HEIC to JPG
Convert iPhone HEIC photos to standard JPG that opens anywhere
Drop HEIC / HEIF photos here. Drop several to convert as a batch and get a ZIP back.
Max file size: 50MB
How to HEIC to JPG Online
Convert iPhone HEIC and HEIF photos to standard JPG or PNG — handles single files or batches.
- Drop one or more HEIC/HEIF files. Drag multiple at once for batch conversion.
- Pick output format: JPG (smaller, lossy — typical use) or PNG (larger, lossless).
- For JPG, adjust quality 50–100%. 90–95% is the sweet spot for typical phone photos.
- Wait briefly. The first conversion lazy-loads the ~3 MB wasm decoder; subsequent ones are quick.
- Each file gets an individual download link. Batches of 2+ files also produce a single ZIP for one-click download.
About HEIC to JPG
If you have an iPhone newer than the iPhone 7 and you've ever tried to send a photo to a Windows user, you've hit the HEIC wall. Apple's default photo format since iOS 11 — High Efficiency Image File Format (HEIF), with HEIC as the file extension — produces files about half the size of equivalent JPG at the same visual quality. The compression is HEVC video-codec techniques applied to still images, which is genuinely better than JPEG's 1992-era algorithm. Apple was right to switch. The problem is that nothing outside of the Apple ecosystem could read these files for years.
Windows added HEIC support in 2022 (Windows 11 only, behind a paid codec from the Microsoft Store on Windows 10). Android added support in 2020 (newer phones only). Most email clients still can't preview HEIC inline. Most web upload forms reject it. Most photo print services don't accept it. The result: every iPhone user has a folder of photos they can't share without converting them.
This tool is the conversion. Drop a HEIC, get a JPG back. The implementation uses **heic-to**, a maintained WebAssembly port of **libheif** (the standard open-source HEIC decoder). The wasm decoder is around 3 MB compressed and downloads lazily on the first conversion — pages that never use this tool don't pay for it. Once loaded, the decoder lives in memory for the rest of the session, so batch conversion of 10 photos is roughly one decoder load plus 10 quick decodes, not 10× the single-photo cost.

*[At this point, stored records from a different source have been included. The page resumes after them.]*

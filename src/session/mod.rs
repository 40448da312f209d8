//! # Session
//!
//! One [`Session`] tracks this process's single peer relationship: the role
//! it plays, the address it acquired, and the channel to the opponent.
//!
//! ## Execution Model
//!
//! The session is owned by the application shell and driven from its frame
//! loop. Operations such as [`Session::join_game`] return immediately; the
//! outcome arrives later through the callbacks, which only ever run inside
//! [`Session::pump`]. Nothing blocks and nothing runs concurrently, so the
//! session needs no locks.
//!
//! ## Lifecycle
//!
//! ```text
//! initialize() -> address acquired -> host_game() / join_game()
//!              -> channel open (on_connected) -> send()/on_data()
//!              -> clean_up() -> back to a fresh, reusable session
//! ```
//!
//! Delivery is at-most-once: sends on a channel that is not open are dropped,
//! never queued.

mod channel;
pub mod diagnostics;
mod establish;

use log::debug;
use rand::rngs::StdRng;
use rand::SeedableRng;
use std::fmt;
use std::time::Instant;
use thiserror::Error;

use crate::common::address::PeerAddress;
use crate::common::config::NetworkConfig;
use crate::common::messages::Message;
use crate::transport::{LinkId, Transport, TransportEvent};

use channel::Channel;
use diagnostics::SessionLog;

/// Which side of the match this process plays.
#[derive(Debug, Clone, Copy, PartialEq, Eq)]
pub enum Role {
    /// Created the joinable address; always Player 1
    Host,
    /// Connected to a host's address; always Player 2
    Client,
}

impl fmt::Display for Role {
    fn fmt(&self, f: &mut fmt::Formatter<'_>) -> fmt::Result {
        match self {
            Role::Host => f.write_str("host"),
            Role::Client => f.write_str("client"),
        }
    }
}

/// User-facing connection failures.
#[derive(Debug, Clone, PartialEq, Eq, Error)]
pub enum SessionError {
    #[error("Host {code} not found/offline.")]
    HostNotFound { code: String },
    #[error("Network Error. Check WiFi.")]
    Network { detail: String },
    #[error("Timeout. Try different WiFi/LTE.")]
    Timeout,
    #[error("Could not get a free code after {attempts} attempts.")]
    AddressExhausted { attempts: u32 },
    #[error("Invalid code {0:?}.")]
    InvalidCode(String),
    #[error("Session is already the {0}; clean up first.")]
    RoleLocked(Role),
    #[error("Error: {0}")]
    Transport(String),
}

pub type ConnectedHandler = Box<dyn FnMut()>;
pub type ErrorHandler = Box<dyn FnMut(SessionError)>;
pub type DataHandler = Box<dyn FnMut(Message)>;

/// Progress of address acquisition.
#[derive(Debug, Clone)]
enum Identity {
    Unset,
    Acquiring {
        candidate: PeerAddress,
        attempts: u32,
        /// Set while waiting out the collision backoff
        retry_at: Option<Instant>,
    },
    Ready(PeerAddress),
}

/// An outstanding `join_game` call.
#[derive(Debug)]
struct PendingJoin {
    target: PeerAddress,
    link: Option<LinkId>,
    /// Armed on the first pump after the join
    deadline: Option<Instant>,
    /// Whether this join already reported its one error
    reported: bool,
}

/// The local end of one peer relationship.
pub struct Session<T: Transport> {
    transport: T,
    config: NetworkConfig,
    rng: StdRng,
    identity: Identity,
    role: Option<Role>,
    channel: Option<Channel>,
    join: Option<PendingJoin>,
    on_connected: Option<ConnectedHandler>,
    on_error: Option<ErrorHandler>,
    on_data: Option<DataHandler>,
    log: SessionLog,
}

impl<T: Transport> Session<T> {
    pub fn new(transport: T, config: NetworkConfig) -> Self {
        Self::with_rng(transport, config, StdRng::from_entropy())
    }

    /// Create a session whose codes come from `rng`.
    pub fn with_rng(transport: T, config: NetworkConfig, rng: StdRng) -> Self {
        Self {
            transport,
            config,
            rng,
            identity: Identity::Unset,
            role: None,
            channel: None,
            join: None,
            on_connected: None,
            on_error: None,
            on_data: None,
            log: SessionLog::default(),
        }
    }

    // ========================================================================
    // QUERIES
    // ========================================================================

    pub fn role(&self) -> Option<Role> {
        self.role
    }

    /// The acquired address, once registration succeeded.
    pub fn address(&self) -> Option<&PeerAddress> {
        match &self.identity {
            Identity::Ready(address) => Some(address),
            _ => None,
        }
    }

    /// The human-shareable code of the acquired address.
    pub fn code(&self) -> Option<&str> {
        self.address().map(PeerAddress::code)
    }

    /// Whether address acquisition has started and not yet finished.
    pub fn is_acquiring(&self) -> bool {
        matches!(self.identity, Identity::Acquiring { .. })
    }

    /// Address of the host this client joined; hosts do not learn it.
    pub fn remote_address(&self) -> Option<&PeerAddress> {
        self.channel.as_ref().and_then(|ch| ch.remote.as_ref())
    }

    /// Whether the channel to the opponent is open.
    pub fn is_connected(&self) -> bool {
        self.channel
            .as_ref()
            .is_some_and(|ch| ch.open && self.transport.is_open(ch.link))
    }

    /// The last few connection log lines, newline separated.
    pub fn logs(&self) -> String {
        self.log.render()
    }

    /// Register the callback used for errors outside a `join_game` call,
    /// e.g. a network failure while acquiring the host address.
    pub fn set_error_handler<E>(&mut self, on_error: E)
    where
        E: FnMut(SessionError) + 'static,
    {
        self.on_error = Some(Box::new(on_error));
    }

    // ========================================================================
    // EVENT LOOP
    // ========================================================================

    /// Process everything the transport reported and fire due timers.
    pub fn pump(&mut self) {
        self.pump_at(Instant::now());
    }

    /// [`Session::pump`] with an explicit clock reading.
    pub fn pump_at(&mut self, now: Instant) {
        while let Some(event) = self.transport.poll_event() {
            self.handle_event(event, now);
        }
        self.fire_timers(now);
    }

    fn handle_event(&mut self, event: TransportEvent, now: Instant) {
        match event {
            TransportEvent::Registered { name } => self.on_registered(&name),
            TransportEvent::RegisterFailed { name, error } => {
                self.on_register_failed(&name, error, now)
            }
            TransportEvent::Incoming { link } => self.on_incoming(link),
            TransportEvent::Open { link } => self.on_open(link),
            TransportEvent::Data { link, payload } => self.on_payload(link, &payload),
            TransportEvent::Closed { link } => self.on_closed(link),
            TransportEvent::ConnectFailed { link, error } => self.on_connect_failed(link, error),
            TransportEvent::LinkError { link, error } => {
                self.log.push(format!("Conn Err: {}", error));
                debug!("{} reported {}", link, error);
            }
            TransportEvent::Error(error) => self.on_transport_error(error),
        }
    }

    /// Deliver an error to the registered callback, at most once per join.
    fn report(&mut self, error: SessionError) {
        if let Some(join) = self.join.as_mut() {
            if join.reported {
                debug!("Suppressed duplicate join error: {}", error);
                return;
            }
            join.reported = true;
            join.deadline = None;
        }

        self.log.push(format!("Err: {}", error));
        if let Some(on_error) = self.on_error.as_mut() {
            on_error(error);
        }
    }

    // ========================================================================
    // TEARDOWN
    // ========================================================================

    /// Close the channel, release the address and forget every callback.
    ///
    /// Safe to call repeatedly and on a session that never connected. The
    /// session can be initialized again afterwards.
    pub fn clean_up(&mut self) {
        if let Some(channel) = self.channel.take() {
            self.transport.close(channel.link);
        }
        self.transport.destroy();

        self.identity = Identity::Unset;
        self.role = None;
        self.join = None;
        self.on_connected = None;
        self.on_error = None;
        self.on_data = None;
        self.log.push("Cleaned up");
    }
}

The conversion pipeline is two stages:
1. **HEIC → raw pixels**: libheif's HEVC decoder reads the HEIC container, extracts the primary image frame, and produces a raw RGBA pixel buffer. This stage is lossless — every libheif version produces identical pixels for the same input. 2. **Pixels → JPG (or PNG)**: the browser's native image encoder takes the pixel buffer and produces a JPG at the specified quality, or a PNG at lossless. JPG is the standard pick (universal compatibility, small files); PNG is the right call when you need to edit the result further without compounding compression losses.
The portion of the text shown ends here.